REQUIREMENT
Scan the listing below for "entrants", then report every line that has it.

RECORDS FOR THIS EXERCISE

use std::collections::BTreeSet;

use crate::error::ScoreError;
use crate::score::{resolve_score, DQ_SCORE};
use crate::seeding::SeedBucketTable;

/// Scores that count as a close set.
const NOTABLE_SCORES: [&str; 2] = ["3-2", "2-1"];

#[derive(Debug, Clone, PartialEq, Eq)]
pub struct Entrant {
    pub id: i64,
    pub name: String,
    pub initial_seed: i32,
    pub placement: i32,
    pub is_final: bool,
}

#[derive(Debug, Clone, PartialEq, Eq)]
pub struct Character {
    pub id: i64,
    pub name: String,
}

#[derive(Debug, Clone, PartialEq, Eq)]
pub struct Selection {
    pub entrant: Entrant,
    pub character: Option<Character>,
}

#[derive(Debug, Clone, PartialEq, Eq)]
pub struct Game {
    pub id: i64,
    pub winner_id: i64,
    pub selections: Vec<Selection>,
}

/// Everything a set is built from, before winner/loser resolution.
#[derive(Debug, Clone)]
pub struct SetParts {
    pub id: String,
    pub display_score: String,
    pub full_round_text: Option<String>,
    pub total_games: i32,
    pub round: i32,
    pub losers_placement: i32,
    pub winner_id: Option<i64>,
    pub entrants: [Entrant; 2],
    pub games: Vec<Game>,
    pub completed_at: i64,
}

/// One bracket match, with score and upset factor resolved at construction.
#[derive(Debug, Clone, PartialEq, Eq)]
pub struct Set {
    pub id: String,
    pub display_score: String,
    pub full_round_text: Option<String>,
    pub round: i32,
    pub losers_placement: i32,
    pub total_games: i32,
    pub games: Vec<Game>,
    pub completed_at: i64,
    pub winner: Entrant,
    pub loser: Entrant,
    pub upset_factor: i32,
    pub score: Option<String>,
}

impl Set {
    pub fn new(parts: SetParts, table: &SeedBucketTable) -> Result<Self, ScoreError> {
        let SetParts {
            id,
            display_score,
            full_round_text,
            total_games,
            round,
            losers_placement,
            winner_id,
            entrants,
            games,
            completed_at,
        } = parts;
        let [first, second] = entrants;
        let (winner, loser) = if winner_id == Some(second.id) {
            (second, first)
        } else {
            (first, second)
        };
        let upset_factor = table.upset_factor(winner.initial_seed, loser.initial_seed);
        let score = resolve_score(&display_score, &games, &winner, &loser)?;
        tracing::debug!(set_id = %id, %display_score, %score, upset_factor, "resolved set");
        Ok(Self {
            id,
            display_score,
            full_round_text,
            round,
            losers_placement,
            total_games,
            games,
            completed_at,
            winner,
            loser,
            upset_factor,
            score: Some(score),
        })
    }

    pub fn is_winners_bracket(&self) -> bool {
        self.round > 0
    }

    pub fn is_dq(&self) -> bool {
        self.display_score == DQ_SCORE
    }

    /// Disqualified while still alive in winners.
    pub fn is_dq_and_out(&self) -> bool {
        self.is_winners_bracket() && self.is_dq()
    }

    pub fn is_notable(&self) -> bool {
        self.score
            .as_deref()
            .map(|score| NOTABLE_SCORES.contains(&score))
            .unwrap_or(false)
    }

    /// Distinct character names the entrant played, sorted and comma joined.
    pub fn character_selections(&self, entrant_id: i64) -> String {
        let names: BTreeSet<&str> = self
            .games
            .iter()
            .flat_map(|game| game.selections.iter())
            .filter(|selection| selection.entrant.id == entrant_id)
            .filter_map(|selection| selection.character.as_ref())
            .map(|character| character.name.as_str())
            .filter(|name| !name.is_empty())
            .collect();
        names.into_iter().collect::<Vec<_>>().join(", ")
    }

    pub fn winner_characters(&self) -> String {
        self.character_selections(self.winner.id)
    }

    pub fn loser_characters(&self) -> String {
        self.character_selections(self.loser.id)
    }
}

#[cfg(test)]
pub(crate) mod tests {
    use super::*;

    pub(crate) fn tweek() -> Entrant {
        Entrant {
            id: 12394650,
            name: "LG | Tweek".to_string(),
            initial_seed: 3,
            placement: 9,
            is_final: true,
        }
    }

    pub(crate) fn zomba() -> Entrant {
        Entrant {
            id: 12687800,
            name: "Zomba".to_string(),
            initial_seed: 20,
            placement: 8,
            is_final: false,
        }
    }

    fn pick(entrant: &Entrant, id: i64, name: &str) -> Selection {
        Selection {
            entrant: entrant.clone(),
            character: Some(Character {
                id,
                name: name.to_string(),
            }),
        }
    }

    fn diddy_vs_rob() -> Vec<Selection> {
        vec![pick(&tweek(), 1279, "Diddy Kong"), pick(&zomba(), 1323, "R.O.B.")]
    }

    fn sephiroth_vs_rob() -> Vec<Selection> {
        vec![pick(&tweek(), 1777, "Sephiroth"), pick(&zomba(), 1323, "R.O.B.")]
    }

    pub(crate) fn parts(display_score: &str, round: i32, games: Vec<Game>) -> SetParts {
        SetParts {
            id: "60482457".to_string(),
            display_score: display_score.to_string(),
            full_round_text: None,
            total_games: 5,
            round,
            losers_placement: 9,
            winner_id: Some(zomba().id),
            entrants: [tweek(), zomba()],
            games,
            completed_at: 1_700_000_000,
        }
    }

    fn build(display_score: &str, round: i32, games: Vec<Game>) -> Set {
        Set::new(parts(display_score, round, games), &SeedBucketTable::new()).unwrap()
    }

    #[test]
    fn test_winner_resolved_from_winner_id() {
        let set = build("Zomba 3 - LG | Tweek 0", -6, Vec::new());
        assert_eq!(set.winner.name, "Zomba");
        assert_eq!(set.loser.name, "LG | Tweek");
        assert_eq!(set.upset_factor, 6);
        assert_eq!(set.score.as_deref(), Some("3-0"));
    }

    #[test]
    fn test_slot_order_does_not_matter() {
        let mut swapped = parts("Zomba 3 - LG | Tweek 0", -6, Vec::new());
        swapped.entrants = [zomba(), tweek()];
        let set = Set::new(swapped, &SeedBucketTable::new()).unwrap();
        assert_eq!(set.winner.name, "Zomba");
        assert_eq!(set.upset_factor, 6);
    }

    #[test]
    fn test_character_selections() {
        let games = vec![
            Game { id: 16955184, winner_id: zomba().id, selections: diddy_vs_rob() },
            Game { id: 16955185, winner_id: zomba().id, selections: sephiroth_vs_rob() },
            Game { id: 16955186, winner_id: zomba().id, selections: sephiroth_vs_rob() },
        ];
        let set = build("Zomba 0 - LG | Tweek 3", -6, games);
        assert_eq!(set.score.as_deref(), Some("3-0"));
        assert_eq!(set.winner_characters(), "R.O.B.");
        assert_eq!(set.loser_characters(), "Diddy Kong, Sephiroth");
    }

    #[test]
    fn test_missing_character_is_skipped() {
        let games = vec![Game {
            id: 1,
            winner_id: zomba().id,
            selections: vec![Selection { entrant: zomba(), character: None }],
        }];
        let set = build("Zomba 1 - LG | Tweek 0", 1, games);
        assert_eq!(set.winner_characters(), "");
    }

    #[test]
    fn test_dq_and_out_only_in_winners() {
        let losers_side = build("DQ", -6, Vec::new());
        assert!(losers_side.is_dq());
        assert!(!losers_side.is_dq_and_out());
        assert_eq!(losers_side.score.as_deref(), Some("DQ"));

        let winners_side = build("DQ", 2, Vec::new());
        assert!(winners_side.is_dq_and_out());
    }

    #[test]
    fn test_notable_scores() {
        assert!(build("Zomba 1 - LG | Tweek 2", -6, Vec::new()).is_notable());
        assert!(build("Zomba 2 - LG | Tweek 3", -6, Vec::new()).is_notable());
        assert!(!build("Zomba 3 - LG | Tweek 0", -6, Vec::new()).is_notable());
        assert!(!build("DQ", -6, Vec::new()).is_notable());
    }
}
fn main() {
    if let Err(err) = upset_thread_lib::run() {
        eprintln!("upset-thread: {err}");
        std::process::exit(1);
    }
}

REPLY
    pub entrants: [Entrant; 2],
            entrants,
        let [first, second] = entrants;
            entrants: [tweek(), zomba()],
        swapped.entrants = [zomba(), tweek()];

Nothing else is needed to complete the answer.